Think about the departments in the digital economy that have a regular profusion of data, generated from mobile, tablet, laptop, or desktop sources. Mobile apps, e-commerce, wearables, and digital advertising companies are just a few examples that fall into this category.
When data is plentiful, analytics often benefits from the unreasonable effectiveness of data -- the idea that as we are able to learn from more data, we are able to achieve increasingly accurate models.
Doing so certainly requires a deep knowledge of statistics, but a strong computational background is needed even more. Companies with large amounts of data often benefit from having data scientists with software engineering backgrounds who can quickly build the systems that learn new trends in real time.
When hiring for non-digital departments, the ideal candidate profile is very different. Here, the data comes in more slowly and is more expensive to collect. In this case, pure software engineering will not be nearly as useful. Instead, a strong statistics background can ensure the findings withstand rigorous statistical scrutiny and do not overfit the data.
What are some ideas for employers to help them retain data scientists once hired?
Attracting and hiring great data scientists is only the first step: companies also need to motivate and retain them. Best practices for that fall into three main categories: support, ownership, and purpose. Support them by making sure they have the right tools and by investing in their education. Give them ownership by involving them in decision making and recognize them when their contributions have advanced your mission.

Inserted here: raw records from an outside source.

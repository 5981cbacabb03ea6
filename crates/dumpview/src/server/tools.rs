//! MCP tool definitions for the dumpview server.

use crate::dumpers::Registry;
use crate::inspector::{DecodedView, Dumper, Value};
use crate::memory::image::MemoryImage;
use crate::server::session::{MemorySession, SessionStore};
use crate::server::types::*;
use memlayout::{parse_profile_file, LayoutProfile};
use rmcp::handler::server::{router::tool::ToolRouter, wrapper::Parameters};
use rmcp::model::*;
use rmcp::{tool, tool_handler, tool_router, ErrorData as McpError, ServerHandler};
use serde::Serialize;
use serde_json::json;
use std::sync::Arc;
use tracing::info;

const VERSION: &str = env!("CARGO_PKG_VERSION");

/// Largest raw read served by dump_read_raw.
const MAX_RAW_READ: usize = 4096;

/// Format a byte slice as a classic hex dump with address markers and ASCII sidebar.
fn format_hex_dump(data: &[u8], base_address: u64) -> String {
    let mut out = String::new();
    for (i, chunk) in data.chunks(16).enumerate() {
        out.push_str(&format!("{:016x}  ", base_address + (i * 16) as u64));

        for j in 0..16 {
            if j == 8 {
                out.push(' ');
            }
            match chunk.get(j) {
                Some(byte) => out.push_str(&format!("{:02x} ", byte)),
                None => out.push_str("   "),
            }
        }

        out.push_str(" |");
        for &b in chunk {
            if b.is_ascii_graphic() || b == b' ' {
                out.push(b as char);
            } else {
                out.push('.');
            }
        }
        out.push_str("|\n");
    }
    out
}

fn json_result<T: Serialize>(value: &T) -> Result<CallToolResult, McpError> {
    let text = serde_json::to_string_pretty(value)
        .map_err(|e| McpError::internal_error(format!("Failed to serialize result: {}", e), None))?;
    Ok(CallToolResult::success(vec![Content::text(text)]))
}

fn session_info(session: &MemorySession) -> SessionInfo {
    SessionInfo {
        session_id: session.id.clone(),
        image_path: session.image_path.clone(),
        image_size: session.image_size(),
        base_address: format!("{:#x}", session.image.base_address()),
        layout_path: session.layout_path.clone(),
        pointer_size: session.profile.pointer_size,
        created_at: session.created_at.to_rfc3339(),
    }
}

/// Open a snapshot and its layout profile.
fn open_snapshot(req: &OpenSnapshotRequest) -> Result<(MemoryImage, LayoutProfile), McpError> {
    let image = MemoryImage::open(&req.image_path, req.base_address.unwrap_or(0))
        .map_err(|e| McpError::internal_error(format!("Failed to open snapshot: {}", e), None))?;

    let profile = match req.layout_path {
        Some(ref path) => parse_profile_file(path).map_err(|e| {
            McpError::invalid_params(format!("Failed to load layout profile {}: {}", path, e), None)
        })?,
        None => LayoutProfile::default(),
    };
    Ok((image, profile))
}

/// Decode one value of a session.
fn format_value(
    session: &MemorySession,
    registry: &Registry,
    req: &FormatValueRequest,
) -> Result<DecodedView, McpError> {
    let value = Value::parse(req.address, &req.type_name)
        .map_err(|e| McpError::invalid_params(format!("Invalid type name: {}", e), None))?;
    let options = req.options();
    let mut dumper = Dumper::new(&session.image, session.profile.as_ref(), registry, &options);
    Ok(dumper.dump_value(req.root_name(), &value))
}

/// Read up to MAX_RAW_READ bytes of a session as a hex dump.
fn read_raw(session: &MemorySession, req: &ReadRawRequest) -> Result<serde_json::Value, McpError> {
    let length = req.length.unwrap_or(256).min(MAX_RAW_READ);
    let data = session
        .image
        .read_virtual(req.address, length)
        .map_err(|e| McpError::invalid_params(format!("Failed to read memory: {}", e), None))?;

    Ok(json!({
        "session_id": session.id,
        "address": format!("{:#x}", req.address),
        "length": data.len(),
        "hex_dump": format_hex_dump(&data, req.address),
    }))
}

/// The dumpview MCP server.
#[derive(Clone)]
pub struct DumpviewServer {
    sessions: SessionStore,
    registry: Arc<Registry>,
    tool_router: ToolRouter<Self>,
}

impl Default for DumpviewServer {
    fn default() -> Self {
        Self::new()
    }
}

impl DumpviewServer {
    async fn session(&self, session_id: &str) -> Result<Arc<MemorySession>, McpError> {
        self.sessions.get_session(session_id).await.ok_or_else(|| {
            McpError::invalid_params(format!("Session not found: {}", session_id), None)
        })
    }
}

#[tool_router]
impl DumpviewServer {
    pub fn new() -> Self {
        DumpviewServer {
            sessions: SessionStore::new(),
            registry: Arc::new(Registry::builtin()),
            tool_router: Self::tool_router(),
        }
    }

    /// Open a memory snapshot.
    #[tool(description = "Open a raw memory snapshot for value inspection. Returns a session_id for subsequent calls. Fields: image_path (raw snapshot file), base_address (optional virtual address of the file's first byte, decimal or hex string, default 0), layout_path (optional layout profile .json or .json.xz describing struct layouts and primitive sizes).")]
    async fn dump_open_snapshot(
        &self,
        Parameters(req): Parameters<OpenSnapshotRequest>,
    ) -> Result<CallToolResult, McpError> {
        info!("Opening snapshot: {}", req.image_path);
        let (image, profile) = open_snapshot(&req)?;
        let session_id = self
            .sessions
            .create_session(req.image_path.clone(), image, profile, req.layout_path.clone())
            .await;

        let session = self.session(&session_id).await?;
        info!(
            "Session {} ready: {} bytes at {:#x}",
            session_id,
            session.image_size(),
            session.image.base_address()
        );
        json_result(&session_info(&session))
    }

    /// Close a session.
    #[tool(description = "Close a snapshot session and release its memory mapping. Requires session_id.")]
    async fn dump_close_session(
        &self,
        Parameters(req): Parameters<SessionRequest>,
    ) -> Result<CallToolResult, McpError> {
        if !self.sessions.remove_session(&req.session_id).await {
            return Err(McpError::invalid_params(
                format!("Session not found: {}", req.session_id),
                None,
            ));
        }
        info!("Closed session {}", req.session_id);
        json_result(&json!({ "session_id": req.session_id, "closed": true }))
    }

    /// List all open sessions.
    #[tool(description = "List all open snapshot sessions with their details (image path, size, base address, layout profile, creation time).")]
    async fn dump_list_sessions(&self) -> Result<CallToolResult, McpError> {
        let infos: Vec<SessionInfo> = self
            .sessions
            .list_sessions()
            .await
            .iter()
            .map(|s| session_info(s))
            .collect();
        json_result(&infos)
    }

    /// Get server status.
    #[tool(description = "Get dumpview server status including version, open session count, and available dumpers.")]
    async fn dump_get_status(&self) -> Result<CallToolResult, McpError> {
        let status = ServerStatus {
            version: VERSION.to_string(),
            active_sessions: self.sessions.count().await,
            available_dumpers: self
                .registry
                .entries()
                .iter()
                .map(|e| e.name.to_string())
                .collect(),
            engine: "dumpview (pure Rust)".to_string(),
        };
        json_result(&status)
    }

    /// List registered dumpers.
    #[tool(description = "List the registered dumpers (type templates with custom display) with descriptions and the display formats each one offers.")]
    async fn dump_list_dumpers(&self) -> Result<CallToolResult, McpError> {
        let dumpers: Vec<DumperInfo> = self
            .registry
            .entries()
            .iter()
            .map(|e| DumperInfo {
                name: e.name.to_string(),
                description: e.description.to_string(),
                formats: e.formats.to_vec(),
            })
            .collect();
        json_result(&dumpers)
    }

    /// Decode a value.
    #[tool(description = "Decode the value of a C++ type at an address into a display tree: display string, child count and children. Fields: session_id, address (decimal or hex string), type_name (e.g. \"tinystl::vector<int, tinystl::allocator>\"), name (root item name, default \"value\"), expand_depth (default 1), expanded (inames to expand, e.g. [\"value.3\"]), format (root display format), formats (formats keyed by iname or dumper name), max_array_count (default 100), display_string_limit (default 100). Formats: latin1_string, separate_latin1_string, utf8_string, separate_utf8_string, simple, separate, array_plot, compact_map.")]
    async fn dump_format_value(
        &self,
        Parameters(req): Parameters<FormatValueRequest>,
    ) -> Result<CallToolResult, McpError> {
        let session = self.session(&req.session_id).await?;
        let view = format_value(&session, &self.registry, &req)?;
        json_result(&view)
    }

    /// Read raw bytes.
    #[tool(description = "Read raw bytes of a snapshot as a hex dump. Fields: session_id, address (decimal or hex string like \"0x7ffd1000\"), length (default 256, max 4096).")]
    async fn dump_read_raw(
        &self,
        Parameters(req): Parameters<ReadRawRequest>,
    ) -> Result<CallToolResult, McpError> {
        let session = self.session(&req.session_id).await?;
        json_result(&read_raw(&session, &req)?)
    }
}

#[tool_handler]
impl ServerHandler for DumpviewServer {
    fn get_info(&self) -> ServerInfo {
        ServerInfo {
            instructions: Some(
                "dumpview: debugger-style pretty printers for tinystl, glm and nanoem values \
                 in raw memory snapshots. Start by calling dump_open_snapshot with a snapshot \
                 path and its base address, then call dump_format_value with an address and \
                 a C++ type name. Call dump_list_dumpers to see which types have custom \
                 display and which formats they offer."
                    .into(),
            ),
            capabilities: ServerCapabilities::builder().enable_tools().build(),
            ..Default::default()
        }
    }
}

How are companies such as eBay and Pfizer using data scientists?
At eBay, the machine learning and data science team conducts a wide variety of activities, including machine learning, data mining, economics, user behavior analytics, information retrieval, and visualization. They analyze users, user behaviors, transactions, items, feedback, and especially searches.
For instance, eBay uses intelligence from advanced users and applies it to help what they call "the naive user" (a user who's not good with queries). A lot of effort goes into the first step of cleaning the data. After that, eBay goes six years back in time to analyze user behavior, pretty much in real time.
Pfizer is "using data to more efficiently develop medicines and better define which patients will most benefit," according to a 2015 article in Forbes. They are using big data to understand the obesity epidemic and how it may affect medicine development. They're combining clinical, genomic, and real world data to identify correlations and define subtypes of obesity among individuals, as well as predict who is at risk of diabetes or cardiovascular disease earlier than we can now.
These kinds of insights can help assess how certain types of people may respond to medication, allowing us to explore how we customize treatment depending on genetic, dietary, or even lifestyle factors.
In which industries are you seeing the most growth in the need for data scientists?
We've seen the most growth in big data analytics in a few industries:
Healthcare: The Affordable Care Act is forcing both payers and providers to look into using healthcare analytics to reduce costs as they shift from a fee-for-service model toward outcome-based medicine.
Finance: Ongoing regulatory scrutiny from laws such as Sarbanes-Oxley and Dodd- Frank is forcing banks to use analytics to strengthen oversight -- which is driving a lot of the innovation in the field. At the same time, alternative credit providers are using big data and analytics to improve their underwriting models to aggressively disrupt larger financial players.
Technology: There is excitement around artificial neural networks, which involve complex machine learning that requires no human intervention or domain expertise. On the other hand, we're also seeing that in the most complex problem domains, a combination of human expertise and advanced analytics is still the dominant strategy.